Assigned task. Locate, in the data below, the line that contains "applying a reconciliation" and the line that contains "let device = connector.connect().await?;"; reproduce exactly those two lines and every line between them, nothing more.

[Source records]
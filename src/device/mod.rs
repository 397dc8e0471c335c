//! Device address-list synchronization.
//!
//! [`AddressListDevice`] is the capability set needed from a device session
//! (filtered listing, remove by id, add). [`DeviceSync`] drives one session
//! through connect, list, removals, additions and disconnect.

pub mod protocol;
mod routeros;

use async_trait::async_trait;
use std::fmt;
use tracing::{debug, info};

pub use routeros::{Response, RouterOsConnector, RouterOsSession};

use crate::error::{Result, SyncError};

/// Ownership tag written as the comment of every entry managed for `asn`
pub fn tag_for(asn: &str) -> String {
    format!("ASN{}", asn)
}

/// The slice of a device address-list owned by one ASN
#[derive(Debug, Clone, PartialEq, Eq)]
pub struct TaggedList {
    /// Address-list name
    pub list: String,
    /// Comment identifying owned entries
    pub tag: String,
}

impl TaggedList {
    pub fn for_asn(list: &str, asn: &str) -> Self {
        Self {
            list: list.to_string(),
            tag: tag_for(asn),
        }
    }
}

impl fmt::Display for TaggedList {
    fn fmt(&self, f: &mut fmt::Formatter<'_>) -> fmt::Result {
        write!(f, "{}[{}]", self.list, self.tag)
    }
}

/// Trait for an open device session
#[async_trait]
pub trait AddressListDevice: Send {
    /// Addresses of the entries in `scope.list` whose comment is `scope.tag`
    async fn list_tagged(&mut self, scope: &TaggedList) -> Result<Vec<String>>;

    /// Internal ids of the entries in scope with the given address
    async fn find_ids(&mut self, scope: &TaggedList, address: &str) -> Result<Vec<String>>;

    /// Remove one entry by internal id
    async fn remove(&mut self, id: &str) -> Result<()>;

    /// Add `address` to `scope.list` with `scope.tag` as comment
    async fn add(&mut self, scope: &TaggedList, address: &str) -> Result<()>;

    /// Release the session
    async fn close(&mut self) -> Result<()>;
}

/// Opens device sessions
#[async_trait]
pub trait DeviceConnector: Send + Sync {
    async fn connect(&self) -> Result<Box<dyn AddressListDevice>>;
}

/// Session progress
#[derive(Debug, Clone, Copy, PartialEq, Eq)]
pub enum SyncState {
    Connected,
    Synchronized,
    PartiallyFailed,
    Disconnected,
}

/// One device session applying a reconciliation
pub struct DeviceSync {
    device: Box<dyn AddressListDevice>,
    state: SyncState,
}

impl DeviceSync {
    /// Connect and authenticate
    pub async fn connect(connector: &dyn DeviceConnector) -> Result<Self> {
        debug!("Connecting to device");
        let device = connector.connect().await?;
        Ok(Self {
            device,
            state: SyncState::Connected,
        })
    }

    pub fn state(&self) -> SyncState {
        self.state
    }

    /// Addresses currently tagged for this scope
    pub async fn list_tagged(&mut self, scope: &TaggedList) -> Result<Vec<String>> {
        let current = self.device.list_tagged(scope).await;
        if current.is_err() {
            self.state = SyncState::PartiallyFailed;
        }
        current
    }

    /// Remove each address in order, stopping at the first failure.
    ///
    /// The id is resolved per address right before removal, so removing two
    /// identical addresses deletes two distinct entries.
    pub async fn apply_removals(
        &mut self,
        scope: &TaggedList,
        to_remove: &[String],
    ) -> Result<usize> {
        let result = remove_all(self.device.as_mut(), scope, to_remove).await;
        if result.is_err() {
            self.state = SyncState::PartiallyFailed;
        }
        result
    }

    /// Add each address in order, stopping at the first failure
    pub async fn apply_additions(
        &mut self,
        scope: &TaggedList,
        to_add: &[String],
    ) -> Result<usize> {
        let result = add_all(self.device.as_mut(), scope, to_add).await;
        match result {
            Ok(_) if self.state == SyncState::Connected => self.state = SyncState::Synchronized,
            Ok(_) => {}
            Err(_) => self.state = SyncState::PartiallyFailed,
        }
        result
    }

    /// Close the session; returns the state reached before disconnecting
    pub async fn disconnect(mut self) -> Result<SyncState> {
        let reached = self.state;
        self.state = SyncState::Disconnected;
        self.device.close().await?;
        debug!("Disconnected from device ({:?})", reached);
        Ok(reached)
    }
}

async fn remove_all(
    device: &mut dyn AddressListDevice,
    scope: &TaggedList,
    to_remove: &[String],
) -> Result<usize> {
    for (done, address) in to_remove.iter().enumerate() {
        let ids = device.find_ids(scope, address).await?;
        let Some(id) = ids.first() else {
            return Err(SyncError::EntryNotFound {
                list: scope.list.clone(),
                tag: scope.tag.clone(),
                address: address.clone(),
            });
        };
        device.remove(id).await.map_err(|e| {
            debug!("Removal stopped after {} of {}", done, to_remove.len());
            e
        })?;
        info!("Removed {} from {}", address, scope);
    }
    Ok(to_remove.len())
}

async fn add_all(
    device: &mut dyn AddressListDevice,
    scope: &TaggedList,
    to_add: &[String],
) -> Result<usize> {
    for (done, address) in to_add.iter().enumerate() {
        device.add(scope, address).await.map_err(|e| {
            debug!("Addition stopped after {} of {}", done, to_add.len());
            e
        })?;
        info!("Added {} to {}", address, scope);
    }
    Ok(to_add.len())
}
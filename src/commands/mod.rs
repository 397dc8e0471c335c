//! CLI command implementations.

pub mod sync;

Result for this task.
/// One device session applying a reconciliation
pub struct DeviceSync {
    device: Box<dyn AddressListDevice>,
    state: SyncState,
}

impl DeviceSync {
    /// Connect and authenticate
    pub async fn connect(connector: &dyn DeviceConnector) -> Result<Self> {
        debug!("Connecting to device");
        let device = connector.connect().await?;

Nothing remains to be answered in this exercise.